Your assignment:
Search the listing below for the line containing "const DEFAULT_RETRY_MAX_ATTEMPTS: u32 = 0;". From there through the line containing "new key loads.", transcribe every line exactly, both ends included.
Top of Available records
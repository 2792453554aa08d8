//! Query cache configuration.
//!
//! Controls entry capacity, previous-data retention, and retry behavior via
//! `bacheca.toml`.

use std::num::NonZeroUsize;
use std::time::Duration;

use serde::Deserialize;

use crate::query::retry::RetryPolicy;

// Default values for query cache configuration
const DEFAULT_KEEP_PREVIOUS_DATA: bool = true;
const DEFAULT_ENTRY_SLOTS: usize = 128;
const DEFAULT_RETRY_MAX_ATTEMPTS: u32 = 0;
const DEFAULT_RETRY_BASE_DELAY_MS: u64 = 200;

/// Query cache configuration from `bacheca.toml`.
#[derive(Debug, Clone, Deserialize)]
#[serde(default)]
pub struct QueryConfig {
    /// Keep showing the old key's data while a new key loads.
    pub keep_previous_data: bool,
    /// Maximum cached entries before LRU eviction.
    pub entry_slots: usize,
    /// Extra attempts after a failed fetch. Zero disables retries.
    pub retry_max_attempts: u32,
    /// Base delay before the first retry; doubles per attempt.
    pub retry_base_delay_ms: u64,
}

impl Default for QueryConfig {
    fn default() -> Self {
        Self {
            keep_previous_data: DEFAULT_KEEP_PREVIOUS_DATA,
            entry_slots: DEFAULT_ENTRY_SLOTS,
            retry_max_attempts: DEFAULT_RETRY_MAX_ATTEMPTS,
            retry_base_delay_ms: DEFAULT_RETRY_BASE_DELAY_MS,
        }
    }
}

impl From<&crate::config::QuerySettings> for QueryConfig {
    fn from(settings: &crate::config::QuerySettings) -> Self {
        Self {
            keep_previous_data: settings.keep_previous_data,
            entry_slots: settings.entry_slots,
            retry_max_attempts: settings.retry_max_attempts,
            retry_base_delay_ms: settings.retry_base_delay_ms,
        }
    }
}

impl QueryConfig {
    /// Returns the entry capacity as NonZeroUsize, clamping to 1 if zero.
    pub fn entry_slots_non_zero(&self) -> NonZeroUsize {
        NonZeroUsize::new(self.entry_slots).unwrap_or(NonZeroUsize::MIN)
    }

    /// Retry schedule derived from the configured attempt count and delay.
    pub fn retry_policy(&self) -> RetryPolicy {
        RetryPolicy::new(
            self.retry_max_attempts,
            Duration::from_millis(self.retry_base_delay_ms),
        )
    }
}
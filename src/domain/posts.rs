//! Post wire types, pagination math, and id allocation.

use std::sync::atomic::{AtomicI64, Ordering};

use serde::{Deserialize, Serialize};
use thiserror::Error;
use time::OffsetDateTime;

/// Author id attached to every post created by this client.
pub const DEMO_AUTHOR_ID: i64 = 1;

/// A post as the REST API represents it.
///
/// The wire format is camelCase only for `userId`; the remaining fields are
/// single lowercase words. `body` and `userId` are optional on the wire
/// because seed databases frequently omit them.
#[derive(Debug, Clone, PartialEq, Eq, Serialize, Deserialize)]
pub struct Post {
    pub id: i64,
    pub title: String,
    #[serde(default)]
    pub body: String,
    #[serde(rename = "userId", default)]
    pub user_id: i64,
}

/// User-authored fields of a post draft.
///
/// The client supplies `id` and `userId` at submission time; a draft only
/// carries what the compose form collects.
#[derive(Debug, Clone, PartialEq, Eq)]
pub struct NewPost {
    pub title: String,
    pub body: String,
}

impl NewPost {
    /// Build a draft from raw form input, trimming both fields.
    pub fn new(title: &str, body: &str) -> Result<Self, DraftError> {
        let title = title.trim();
        if title.is_empty() {
            return Err(DraftError::EmptyTitle);
        }
        Ok(Self {
            title: title.to_string(),
            body: body.trim().to_string(),
        })
    }
}

#[derive(Debug, Clone, Copy, PartialEq, Eq, Error)]
pub enum DraftError {
    #[error("title must not be empty")]
    EmptyTitle,
}

/// One page of posts as returned by the API, before link derivation.
#[derive(Debug, Clone, PartialEq, Eq)]
pub struct PageSlice {
    pub items: Vec<Post>,
    /// Value of the `x-total-count` header, or the slice length when the
    /// header was absent.
    pub total_count: u64,
}

/// A page of posts with derived navigation links.
#[derive(Debug, Clone, PartialEq, Eq, Serialize)]
pub struct PostPage {
    pub page: u32,
    pub posts: Vec<Post>,
    pub previous_page: Option<u32>,
    pub next_page: Option<u32>,
}

impl PostPage {
    /// Derive page links from the page index, the page size used for the
    /// request, and the total-count signal.
    pub fn from_slice(page: u32, page_size: u32, slice: PageSlice) -> Self {
        Self {
            page,
            previous_page: previous_page(page),
            next_page: next_page(page, page_size, slice.total_count),
            posts: slice.items,
        }
    }
}

fn previous_page(page: u32) -> Option<u32> {
    (page > 1).then(|| page - 1)
}

// Strict bound: a final page that exactly exhausts the total must not offer
// a successor, so an exact multiple of the page size never yields an empty
// trailing page.
fn next_page(page: u32, page_size: u32, total_count: u64) -> Option<u32> {
    (u64::from(page) * u64::from(page_size) < total_count).then(|| page + 1)
}

/// Process-local allocator for post ids.
///
/// Seeded from the unix epoch in milliseconds and incremented per
/// allocation, so ids stay numeric for the wire contract while never
/// colliding within a process, even on the same millisecond.
#[derive(Debug)]
pub struct PostIdAllocator {
    next: AtomicI64,
}

impl PostIdAllocator {
    pub fn new() -> Self {
        let seed = (OffsetDateTime::now_utc().unix_timestamp_nanos() / 1_000_000) as i64;
        Self {
            next: AtomicI64::new(seed),
        }
    }

    /// Hand out the next id; strictly increasing per allocator.
    pub fn allocate(&self) -> i64 {
        self.next.fetch_add(1, Ordering::SeqCst)
    }
}

impl Default for PostIdAllocator {
    fn default() -> Self {
        Self::new()
    }
}
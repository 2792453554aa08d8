//! Text views over query snapshots.
//!
//! Every renderer is a pure function from a snapshot to a `String`; the shell
//! decides when to print. Each view walks the same three-way state machine:
//! a loading line while nothing is showable, the error on `Error`, the data
//! on `Success`.

pub mod cache;
pub mod compose;
pub mod detail;
pub mod infinite;
pub mod list;
pub mod paginated;

pub use cache::render_cache_overview;
pub use compose::{ComposeForm, render_compose};
pub use detail::render_post_detail;
pub use infinite::render_post_feed;
pub use list::render_post_list;
pub use paginated::render_post_page;

use crate::query::QuerySnapshot;

fn describe_error(snapshot: &QuerySnapshot) -> String {
    snapshot
        .error
        .as_deref()
        .map_or_else(|| String::from("unknown error"), ToString::to_string)
}
use std::sync::Once;

use metrics::{Unit, describe_counter, describe_histogram};
use tracing_error::ErrorLayer;
use tracing_subscriber::{
    EnvFilter, fmt,
    layer::{Layer, SubscriberExt},
    util::SubscriberInitExt,
};

use crate::config::{LogFormat, LoggingSettings};

use super::error::InfraError;

static METRIC_DESCRIPTIONS: Once = Once::new();

/// Install a global tracing subscriber using the provided logging settings.
pub fn init(logging: &LoggingSettings) -> Result<(), InfraError> {
    describe_metrics();

    let env_filter = EnvFilter::builder()
        .with_default_directive(logging.level.into())
        .from_env_lossy();

    let fmt_layer = match logging.format {
        LogFormat::Json => fmt::layer()
            .json()
            .with_current_span(true)
            .with_span_list(true)
            .with_target(true)
            .boxed(),
        LogFormat::Compact => fmt::layer().compact().with_target(true).boxed(),
    };

    tracing_subscriber::registry()
        .with(env_filter)
        .with(ErrorLayer::default())
        .with(fmt_layer)
        .try_init()
        .map_err(|err| {
            InfraError::telemetry(format!("failed to install tracing subscriber: {err}"))
        })
}

fn describe_metrics() {
    METRIC_DESCRIPTIONS.call_once(|| {
        describe_counter!(
            "bacheca_query_hit_total",
            Unit::Count,
            "Total number of fetches served from a fresh cache entry."
        );
        describe_counter!(
            "bacheca_query_fetch_total",
            Unit::Count,
            "Total number of fetches that went to the network."
        );
        describe_counter!(
            "bacheca_query_join_total",
            Unit::Count,
            "Total number of fetches that joined an in-flight request."
        );
        describe_counter!(
            "bacheca_query_invalidate_total",
            Unit::Count,
            "Total number of cache invalidation calls."
        );
        describe_counter!(
            "bacheca_query_discard_total",
            Unit::Count,
            "Total number of fetch results discarded as no longer relevant."
        );
        describe_histogram!(
            "bacheca_api_request_ms",
            Unit::Milliseconds,
            "API request latency in milliseconds."
        );
    });
}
Bottom of Available records
Task response:
const DEFAULT_RETRY_MAX_ATTEMPTS: u32 = 0;
const DEFAULT_RETRY_BASE_DELAY_MS: u64 = 200;

/// Query cache configuration from `bacheca.toml`.
#[derive(Debug, Clone, Deserialize)]
#[serde(default)]
pub struct QueryConfig {
    /// Keep showing the old key's data while a new key loads.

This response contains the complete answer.